After digging more into the API, I found a cheap endpoint to get my follower ids in bulk so I just downloaded the list every time I needed to retrain the model.

Another advantage of this model is that it captures delayed follows and treats as positive examples only people that kept following.

Now it was time to define my modeling approach…

Two-Step Conversion Modeling

I worked with conversion modeling while I was at Upwork to improve the ranking system for the best freelancers for a job.

We usually do it in two steps:

  1. Candidate selection
  2. Ranking

I followed the same framework here.

Candidate Selection

Conversion modeling is usually a needle-in-the-haystack problem. You have millions of users and need to find the few that are most likely to perform the conversion action.

It’s expensive to make millions of predictions multiple times a day using a complex model with hundreds of features.

Besides, when you consider millions of users, the gain from using a complex model to find the top 10,000 is not that great compared to a simpler, cheaper model.

So the first step is using a model that has high recall: it can return a big list that contains the people that are likely to convert but is much smaller than the full user pool.

In this case, I could follow any of the 229 million Twitter users, but at 400 a day, it would take about 157 years.

Instead of following users completely at random, I had a simple heuristic to limit my candidates: get people that already followed a machine learning/data science-related account.

For example, I scraped the profiles of thousands of people that followed Andrew Ng. I think someone who follows Andrew is more likely to be interested in my profile than a random person who follows Elon Musk.

At first, this was done offline. I set up a script that would cycle through “seed” profiles and store the user objects of the latest followers. This got me a list of about 600,000 candidates.

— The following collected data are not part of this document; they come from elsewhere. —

pub mod codec;
pub mod dispatch;
pub mod filters;
pub mod naming;
pub mod pipeline;
pub mod queue;
pub mod files;
pub mod health;
pub mod metrics;
pub mod upload;
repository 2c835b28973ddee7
pub mod api;
pub mod job;
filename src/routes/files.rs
use axum::extract::State;
use axum::http::StatusCode;
use axum::Json;
use serde::Serialize;

use crate::app_state::AppState;

#[derive(Serialize)]
pub struct FileListing {
    pub path: String,
    pub total_files: usize,
    pub files: Vec<String>,
}

/// GET /debug-files — list the uploads directory.
///
/// Best-effort result discovery: a job's derivatives appear here (and under
/// /storage/uploads/) once it completes; there is no job-status store.
pub async fn debug_files(
    State(state): State<AppState>,
) -> Result<Json<FileListing>, StatusCode> {
    let mut entries = tokio::fs::read_dir(&state.uploads_dir)
        .await
        .map_err(|_| StatusCode::NOT_FOUND)?;

    let mut files = Vec::new();
    while let Some(entry) = entries
        .next_entry()
        .await
        .map_err(|_| StatusCode::INTERNAL_SERVER_ERROR)?
    {
        if let Ok(name) = entry.file_name().into_string() {
            files.push(name);
        }
    }
    files.sort();

    Ok(Json(FileListing {
        path: state.uploads_dir.to_string_lossy().into_owned(),
        total_files: files.len(),
        files,
    }))
}
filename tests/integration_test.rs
//! Integration test: full submit → dequeue → process flow
//!
//! This test exercises the real queue hand-off:
//! 1. Dispatcher submission (enqueue + job identity)
//! 2. Worker-side dequeue and envelope round-trip
//! 3. Pipeline processing against a temp storage directory
//! 4. Queue completion (processing-list cleanup)
//!
//! Note: this requires a running Redis instance configured via REDIS_URL.
//! Run with: cargo test --test integration_test -- --ignored

use std::sync::Arc;

use image::{Rgb, RgbImage};
use strum::IntoEnumIterator;

use vision_scenarios::models::job::Variant;
use vision_scenarios::services::{dispatch::Dispatcher, naming, pipeline, queue::JobQueue};

#[tokio::test]
#[ignore] // Run with: cargo test --test integration_test -- --ignored
async fn test_submit_process_complete_flow() {
    let redis_url = std::env::var("REDIS_URL").expect("REDIS_URL must be set");
    let queue = Arc::new(JobQueue::new(&redis_url).expect("Failed to initialize queue"));
    let dispatcher = Dispatcher::new(queue.clone());

    // Stored image in a temp uploads directory
    let dir = tempfile::tempdir().unwrap();
    let source = dir.path().join("cat.png");
    RgbImage::from_pixel(100, 100, Rgb([120, 80, 40]))
        .save(&source)
        .expect("Failed to write test image");

    // 1. Submit: non-blocking, returns the job identity immediately
    let job_id = dispatcher
        .submit(source.to_string_lossy().as_ref())
        .await
        .expect("Failed to submit job");

    // 2. Dequeue: the envelope must round-trip intact
    let envelope = queue
        .dequeue()
        .await
        .expect("Failed to dequeue")
        .expect("No job in queue");

    assert_eq!(envelope.job_id, job_id);
    assert_eq!(envelope.source_path, source.to_string_lossy());

    // 3. Process: all three variants land at the predicted paths
    let report = pipeline::run_job_with_deadline(&envelope, 60)
        .await
        .expect("Job should complete");

    assert_eq!(report.failed_variants(), 0);
    for variant in Variant::iter() {
        assert!(naming::output_path(&source, variant).is_file());
    }

    // 4. Complete: remove from the processing list
    queue
        .complete(&envelope)
        .await
        .expect("Failed to complete job");
}

#[tokio::test]
#[ignore] // Run with: cargo test --test integration_test -- --ignored
async fn test_queue_health_and_depth() {
    let redis_url = std::env::var("REDIS_URL").expect("REDIS_URL must be set");
    let queue = JobQueue::new(&redis_url).expect("Failed to initialize queue");

    queue.health_check().await.expect("Redis should be reachable");
    queue.queue_depth().await.expect("LLEN should succeed");
}
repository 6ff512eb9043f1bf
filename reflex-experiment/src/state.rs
use super::config::{ConfigError, ReactionConfig};
use super::session::Session;
use super::trial::{Cycle, InputOutcome, PendingStimulus};
use reflex_core::{Phase, SessionReport, Summary, TrendPoint, Trial};
use reflex_timing::{Clock, Scheduler, TimerId};
use rand::Rng;
use std::time::Duration;

/// Trial state machine fused with its session aggregator.
///
/// Driven by two event sources only: [`on_user_input`](Self::on_user_input)
/// for pointer/tap events and [`on_timer_fired`](Self::on_timer_fired) for
/// the deferred stimulus callback. Both take `&mut self`, so a response can
/// never observe a half-applied transition.
pub struct ReactionStateMachine<C, S, R>
where
    C: Clock,
    S: Scheduler,
    R: Rng,
{
    clock: C,
    scheduler: S,
    rng: R,
    config: ReactionConfig,
    session: Session,
    cycle: Cycle,
}

impl<C, S, R> ReactionStateMachine<C, S, R>
where
    C: Clock,
    S: Scheduler,
    R: Rng,
{
    pub fn new(config: ReactionConfig, clock: C, scheduler: S, rng: R) -> Result<Self, ConfigError> {
        config.validate()?;
        Ok(Self {
            clock,
            scheduler,
            rng,
            session: Session::new(config.max_attempts),
            config,
            cycle: Cycle::Idle,
        })
    }

    /// Routes one discrete user input through the current phase
    pub fn on_user_input(&mut self) -> InputOutcome {
        match self.cycle {
            Cycle::Idle | Cycle::Premature | Cycle::Settled { .. } => self.start_cycle(),
            Cycle::Armed(pending) => {
                self.scheduler.cancel(pending.timer);
                self.cycle = Cycle::Premature;
                tracing::debug!(timer = pending.timer.raw(), "too early, stimulus cancelled");
                InputOutcome::TooEarly
            }
            Cycle::Stimulus { start_ns } => {
                let now_ns = self.clock.now();
                let trial = Trial::from_timestamps(start_ns, now_ns);
                let elapsed_ms = trial.elapsed_ms();
                self.session.append(trial);
                self.cycle = Cycle::Settled { elapsed_ms };
                tracing::info!(
                    attempt = self.session.attempts(),
                    elapsed_ms,
                    "trial recorded"
                );
                if self.session.is_complete() {
                    if let Some(summary) = self.session.summary() {
                        tracing::info!(
                            count = summary.count,
                            mean_ms = summary.mean_ms,
                            min_ms = summary.min_ms,
                            max_ms = summary.max_ms,
                            "session complete"
                        );
                    }
                }
                InputOutcome::Recorded { elapsed_ms }
            }
        }
    }

    /// Delivers a due timer. Anything but the live stimulus handle is stale
    /// and has no effect.
    pub fn on_timer_fired(&mut self, id: TimerId) -> bool {
        match self.cycle {
            Cycle::Armed(pending) if pending.timer == id => {
                let start_ns = self.clock.now();
                self.cycle = Cycle::Stimulus { start_ns };
                tracing::debug!(start_ns, delay_ms = pending.delay_ms, "stimulus shown");
                true
            }
            _ => {
                tracing::trace!(timer = id.raw(), phase = ?self.phase(), "ignoring stale timer");
                false
            }
        }
    }

    /// Drains the scheduler's due timers into [`on_timer_fired`](Self::on_timer_fired).
    /// Returns true if the phase changed.
    pub fn poll_timers(&mut self) -> bool {
        let mut changed = false;
        for id in self.scheduler.take_due() {
            changed |= self.on_timer_fired(id);
        }
        changed
    }

    /// Clears the session, cancels any pending stimulus and returns to idle
    pub fn reset(&mut self) {
        if let Cycle::Armed(pending) = self.cycle {
            self.scheduler.cancel(pending.timer);
        }
        self.session.reset();
        self.cycle = Cycle::Idle;
        tracing::debug!("session reset");
    }

    fn start_cycle(&mut self) -> InputOutcome {
        if self.session.is_complete() {
            tracing::trace!("session complete, input ignored");
            return InputOutcome::Ignored;
        }
        let (min, max) = self.config.delay_range_ms;
        let delay_ms = self.rng.random_range(min..=max);
        let timer = self.scheduler.schedule(Duration::from_millis(delay_ms));
        self.cycle = Cycle::Armed(PendingStimulus { timer, delay_ms });
        tracing::debug!(
            attempt = self.session.attempts() + 1,
            delay_ms,
            "armed"
        );
        InputOutcome::Armed { delay_ms }
    }

    pub fn phase(&self) -> Phase {
        self.cycle.phase()
    }

    /// Elapsed time of the trial just recorded; only present while settled
    pub fn last_elapsed_ms(&self) -> Option<u64> {
        match self.cycle {
            Cycle::Settled { elapsed_ms } => Some(elapsed_ms),
            _ => None,
        }
    }

    pub fn pending_stimulus(&self) -> Option<PendingStimulus> {
        match self.cycle {
            Cycle::Armed(pending) => Some(pending),
            _ => None,
        }
    }

    pub fn trials(&self) -> Vec<u64> {
        self.session.trials_ms()
    }

    pub fn summary(&self) -> Option<Summary> {
        self.session.summary()
    }

    pub fn trend(&self) -> Vec<TrendPoint> {
        self.session.trend()
    }

    pub fn report(&self) -> SessionReport {
        self.session.report()
    }

    pub fn is_complete(&self) -> bool {
        self.session.is_complete()
    }

    pub fn attempts(&self) -> usize {
        self.session.attempts()
    }

    pub fn attempts_remaining(&self) -> usize {
        self.session.attempts_remaining()
    }

    pub fn config(&self) -> &ReactionConfig {
        &self.config
    }

    pub fn scheduler(&self) -> &S {
        &self.scheduler
    }
}
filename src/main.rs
mod app;
mod config;
mod renderer;

use anyhow::Result;
use app::App;
use clap::Parser;
use config::AppConfig;
use std::path::PathBuf;
use tracing_subscriber::EnvFilter;

/// Measures reaction time to a randomly delayed visual stimulus
#[derive(Parser, Debug)]
#[command(name = "reflex", version)]
struct Cli {
    /// JSON config file
    config: Option<PathBuf>,

    /// Write the session report to this JSON file on exit
    #[arg(short, long)]
    export: Option<PathBuf>,
}

fn main() -> Result<()> {
    tracing_subscriber::fmt()
        .with_env_filter(EnvFilter::try_from_default_env().unwrap_or_else(|_| EnvFilter::new("info")))
        .init();

    let cli = Cli::parse();
    let mut config = AppConfig::load(cli.config.as_deref())?;
    if cli.export.is_some() {
        config.export_path = cli.export;
    }

    App::new(config)?.run()
}
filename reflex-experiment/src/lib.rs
pub mod config;
pub mod session;
pub mod state;
pub mod trial;
pub use config::{ConfigError, ReactionConfig, MAX_ATTEMPTS, MAX_DELAY_MS, MIN_DELAY_MS};
pub use session::Session;
pub use state::ReactionStateMachine;
pub use trial::{InputOutcome, PendingStimulus};
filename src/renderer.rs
use anyhow::Result;
use reflex_core::{Phase, TrendPoint};
use tiny_skia::{Color, Paint, PathBuilder, Pixmap, Rect, Stroke, Transform};

const BLUE: [u8; 3] = [59, 130, 246];
const RED: [u8; 3] = [239, 68, 68];
const GREEN: [u8; 3] = [34, 197, 94];
const PANEL: [u8; 3] = [241, 245, 249];
const BAR: [u8; 3] = [37, 99, 235];

/// Share of the window height used by the test area; the rest holds the trend chart
const TEST_AREA_RATIO: f32 = 0.66;

/// Everything the renderer needs from the state machine for one frame
pub struct FrameView<'a> {
    pub phase: Phase,
    pub trend: &'a [TrendPoint],
    pub max_attempts: usize,
    pub complete: bool,
}

/// Colours the test area by phase and draws the attempt trend below it
pub struct PhaseRenderer {
    width: u32,
    height: u32,
}

impl PhaseRenderer {
    pub fn new(width: u32, height: u32) -> Self {
        Self { width, height }
    }

    pub fn resize(&mut self, width: u32, height: u32) {
        self.width = width;
        self.height = height;
    }

    pub fn render_frame(&self, pixmap: &mut Pixmap, view: &FrameView) -> Result<()> {
        pixmap.fill(rgb(PANEL));

        let area_h = (self.height as f32 * TEST_AREA_RATIO).max(1.0);
        let area = Rect::from_xywh(0.0, 0.0, self.width as f32, area_h)
            .ok_or_else(|| anyhow::anyhow!("invalid test area {}x{}", self.width, area_h))?;
        pixmap.fill_rect(area, &paint(phase_color(view.phase)), Transform::identity(), None);

        if view.phase == Phase::Premature {
            self.draw_cross(pixmap, area_h)?;
        }
        if view.complete {
            self.draw_frame_border(pixmap, area_h)?;
        }

        self.draw_trend(pixmap, area_h, view)?;
        Ok(())
    }

    fn draw_cross(&self, pixmap: &mut Pixmap, area_h: f32) -> Result<()> {
        let cx = self.width as f32 / 2.0;
        let cy = area_h / 2.0;
        let arm = area_h.min(self.width as f32) * 0.12;

        let mut pb = PathBuilder::new();
        pb.move_to(cx - arm, cy - arm);
        pb.line_to(cx + arm, cy + arm);
        pb.move_to(cx + arm, cy - arm);
        pb.line_to(cx - arm, cy + arm);
        let path = pb
            .finish()
            .ok_or_else(|| anyhow::anyhow!("empty cross path"))?;

        let stroke = Stroke {
            width: (arm * 0.2).max(2.0),
            ..Default::default()
        };
        pixmap.stroke_path(&path, &paint([255, 255, 255]), &stroke, Transform::identity(), None);
        Ok(())
    }

    fn draw_frame_border(&self, pixmap: &mut Pixmap, area_h: f32) -> Result<()> {
        let inset = 6.0;
        let path = PathBuilder::from_rect(
            Rect::from_ltrb(inset, inset, self.width as f32 - inset, area_h - inset)
                .ok_or_else(|| anyhow::anyhow!("window too small for border"))?,
        );
        let stroke = Stroke {
            width: 4.0,
            ..Default::default()
        };
        pixmap.stroke_path(&path, &paint([255, 255, 255]), &stroke, Transform::identity(), None);
        Ok(())
    }

    fn draw_trend(&self, pixmap: &mut Pixmap, area_h: f32, view: &FrameView) -> Result<()> {
        if view.trend.is_empty() || view.max_attempts == 0 {
            return Ok(());
        }
        let margin = 16.0;
        let chart_top = area_h + margin;
        let chart_h = self.height as f32 - chart_top - margin;
        if chart_h <= 0.0 {
            return Ok(());
        }

        let slot_w = (self.width as f32 - 2.0 * margin) / view.max_attempts as f32;
        let bar_w = (slot_w * 0.6).max(1.0);
        let peak = view.trend.iter().map(|p| p.time_ms).max().unwrap_or(1).max(1) as f32;
        let bar_paint = paint(BAR);

        for point in view.trend {
            let h = (point.time_ms as f32 / peak * chart_h).max(1.0);
            let x = margin + (point.attempt - 1) as f32 * slot_w + (slot_w - bar_w) / 2.0;
            let y = chart_top + chart_h - h;
            if let Some(bar) = Rect::from_xywh(x, y, bar_w, h) {
                pixmap.fill_rect(bar, &bar_paint, Transform::identity(), None);
            }
        }
        Ok(())
    }
}

pub fn phase_color(phase: Phase) -> [u8; 3] {
    match phase {
        Phase::Idle | Phase::Settled => BLUE,
        Phase::Armed | Phase::Premature => RED,
        Phase::Stimulus => GREEN,
    }
}

fn rgb([r, g, b]: [u8; 3]) -> Color {
    Color::from_rgba8(r, g, b, 255)
}

fn paint(color: [u8; 3]) -> Paint<'static> {
    let mut paint = Paint::default();
    paint.set_color(rgb(color));
    paint.anti_alias = true;
    paint
}
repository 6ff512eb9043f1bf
use reflex_timing::TimerId;

/// Outstanding stimulus callback for the current cycle
#[derive(Debug, Clone, Copy, PartialEq, Eq)]
pub struct PendingStimulus {
    pub timer: TimerId,
    pub delay_ms: u64,
}

/// Internal cycle state. Carries exactly the data each phase owns, so a
/// pending callback can only exist while armed and a start timestamp only
/// while the stimulus is showing.
#[derive(Debug, Clone, Copy, PartialEq, Eq)]
pub(crate) enum Cycle {
    Idle,
    Armed(PendingStimulus),
    Stimulus { start_ns: u64 },
    Premature,
    Settled { elapsed_ms: u64 },
}

impl Cycle {
    pub(crate) fn phase(&self) -> reflex_core::Phase {
        use reflex_core::Phase;
        match self {
            Cycle::Idle => Phase::Idle,
            Cycle::Armed(_) => Phase::Armed,
            Cycle::Stimulus { .. } => Phase::Stimulus,
            Cycle::Premature => Phase::Premature,
            Cycle::Settled { .. } => Phase::Settled,
        }
    }
}

/// What a single input did to the machine
#[derive(Debug, Clone, Copy, PartialEq, Eq)]
pub enum InputOutcome {
    /// Session already holds its maximum number of trials
    Ignored,
    /// A new cycle started; the stimulus appears after `delay_ms`
    Armed { delay_ms: u64 },
    /// Input arrived before the stimulus; the pending callback was cancelled
    TooEarly,
    /// A valid trial was recorded
    Recorded { elapsed_ms: u64 },
}
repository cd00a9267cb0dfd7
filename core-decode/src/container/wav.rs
//! RIFF/WAVE parsing for fully-buffered responses.

use crate::error::{DecodeError, Result};
use crate::events::StreamFormat;
use bytes::Bytes;
use tracing::{debug, instrument, warn};

const PCM_FORMAT_TAG: u16 = 0x0001;
const FMT_BODY_LEN: usize = 16;
const CHUNK_HEADER_LEN: usize = 8;

/// Stream parameters read from the `fmt ` chunk.
#[derive(Debug, Clone, Copy, PartialEq, Eq)]
pub struct WavFormatDescriptor {
    /// Sample rate in Hz
    pub sample_rate: u32,
    /// Number of channels
    pub channels: u16,
    /// Bits per sample
    pub bits_per_sample: u16,
}

impl WavFormatDescriptor {
    /// Format announced by the `Started` event.
    pub fn stream_format(&self) -> StreamFormat {
        StreamFormat::new(self.sample_rate, self.channels, self.bits_per_sample)
    }
}

/// Parsed WAV response: format plus the raw `data` payload.
#[derive(Debug, Clone, PartialEq, Eq)]
pub struct WavPayload {
    /// Stream format from the `fmt ` chunk
    pub format: WavFormatDescriptor,
    /// PCM bytes copied verbatim from the `data` chunk
    pub pcm: Bytes,
}

/// One-shot RIFF/WAVE chunk parser.
///
/// Parsing is all-or-nothing: any structural problem fails the whole buffer.
pub struct WavContainerParser;

impl WavContainerParser {
    /// Parse a complete RIFF/WAVE buffer.
    ///
    /// # Errors
    ///
    /// Returns [`DecodeError::Format`] if:
    /// - `"RIFF"` is not at offset 0 or `"WAVE"` is not at offset 8
    /// - the `fmt ` chunk is not linear PCM or is shorter than 16 bytes
    /// - a chunk declares more bytes than the buffer holds
    /// - no `fmt ` or no `data` chunk is present
    #[instrument(skip(buffer), fields(len = buffer.len()))]
    pub fn parse(buffer: &[u8]) -> Result<WavPayload> {
        if buffer.len() < 12 {
            return Err(DecodeError::format(format!(
                "buffer too short for RIFF header ({} bytes)",
                buffer.len()
            )));
        }
        if &buffer[0..4] != b"RIFF" {
            return Err(DecodeError::format(format!(
                "not a RIFF file: {:?}",
                String::from_utf8_lossy(&buffer[0..4])
            )));
        }
        if &buffer[8..12] != b"WAVE" {
            return Err(DecodeError::format(format!(
                "not a WAVE file: {:?}",
                String::from_utf8_lossy(&buffer[8..12])
            )));
        }

        let mut format = None;
        let mut pcm = None;
        let mut pos = 12;

        while buffer.len() - pos >= CHUNK_HEADER_LEN {
            let id = &buffer[pos..pos + 4];
            let size = read_u32(buffer, pos + 4) as usize;
            let body_start = pos + CHUNK_HEADER_LEN;
            let remaining = buffer.len() - body_start;

            if size > remaining {
                return Err(DecodeError::format(format!(
                    "chunk {:?} declares {} bytes but only {} remain",
                    String::from_utf8_lossy(id),
                    size,
                    remaining
                )));
            }
            let body = &buffer[body_start..body_start + size];

            match id {
                b"fmt " => format = Some(Self::parse_fmt(body)?),
                b"data" => {
                    if pcm.is_some() {
                        warn!("Multiple data chunks, keeping the last one");
                    }
                    pcm = Some(Bytes::copy_from_slice(body));
                }
                _ => debug!(
                    chunk = %String::from_utf8_lossy(id),
                    size,
                    "Skipping unknown chunk"
                ),
            }

            pos = body_start + size;
        }

        if pos < buffer.len() {
            debug!(trailing = buffer.len() - pos, "Ignoring trailing bytes");
        }

        let format = format.ok_or_else(|| DecodeError::format("no fmt chunk found"))?;
        let pcm = pcm.ok_or_else(|| DecodeError::format("no data chunk found"))?;

        debug!(
            sample_rate = format.sample_rate,
            channels = format.channels,
            bits = format.bits_per_sample,
            pcm_bytes = pcm.len(),
            "Parsed WAV container"
        );

        Ok(WavPayload { format, pcm })
    }

    fn parse_fmt(body: &[u8]) -> Result<WavFormatDescriptor> {
        if body.len() < FMT_BODY_LEN {
            return Err(DecodeError::format(format!(
                "fmt chunk too small: {} bytes",
                body.len()
            )));
        }

        let audio_format = read_u16(body, 0);
        if audio_format != PCM_FORMAT_TAG {
            return Err(DecodeError::format(format!(
                "unsupported audio format {} (expected PCM)",
                audio_format
            )));
        }

        // byte rate (8..12) and block align (12..14) are not needed
        Ok(WavFormatDescriptor {
            channels: read_u16(body, 2),
            sample_rate: read_u32(body, 4),
            bits_per_sample: read_u16(body, 14),
        })
    }
}

fn read_u16(data: &[u8], at: usize) -> u16 {
    u16::from_le_bytes([data[at], data[at + 1]])
}

fn read_u32(data: &[u8], at: usize) -> u32 {
    u32::from_le_bytes([data[at], data[at + 1], data[at + 2], data[at + 3]])
}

Following these candidates at random is likely better than following profiles at random. As I said, it got me between 10-19% of follow-back conversions.

Now the fun part starts…

What if I use machine learning to rank the people most likely to follow me back? Can I predict who these people are?

Well, you are reading this article, so yes :)

First I needed to collect labeled data. So I created a script that followed people from the candidate list at random and after 24 hours checked if the user had followed me back. If yes, positive label, if not, negative.

As I said above, with time I found an endpoint that allowed me to find the ids of people that followed me cheaply, so I stopped using the method above and just labeled as positive anyone that was following me at retraining time.

With about 2,000 samples, I trained the first model.

The features were very simple: information I could get from the API like the number of followers, number of profiles the user followed, number of tweets, etc.

This could be made much more complex if I stored snapshots of the profiles.

Recent behavior and behavior through time, in general, tend to be strong features to predict conversions, but I didn’t think it was worth the hassle.

ranking db

The First Results

I immediately saw an improvement.

My follow-back conversion rate went to 25-30% consistently. But there was still room for improvement.

This was my first, “quick and dirty” solution. It was not even tuned!

After running hyperparameter tuning, I retrained it manually every 3-7 days and re-ranked every user from my candidate database. It took almost an hour.

Every time I retrained and reranked, I saw the conversion rate go up for a few days and then go back down.

Besides retraining, there was another problem: once a user was in my database, I never updated his features. So the data the model used to predict if a user would follow me now could be from 20 days ago.

Even though retraining helped, predicting using stale features is bad.

The worst part, I found one of the most important features was “how long since the user’s last tweet”.

A recency baseline is usually hard to beat when predicting behavior, so any features that show the user is active or performed a behavior recently tend to be very useful.

If the user tweeted a lot but stopped using Twitter, the model would be fooled. Same thing if the user didn’t tweet in a year, but decided to be active now.

So I implemented an endpoint that would call Twitter’s API, get fresh features for the top 1,000 candidates ranked offline, and rerank them.

With more data, I was able to use the profile description as a feature. I got a random pretrained text model from HuggingFace, ran PCA, and used the components as features.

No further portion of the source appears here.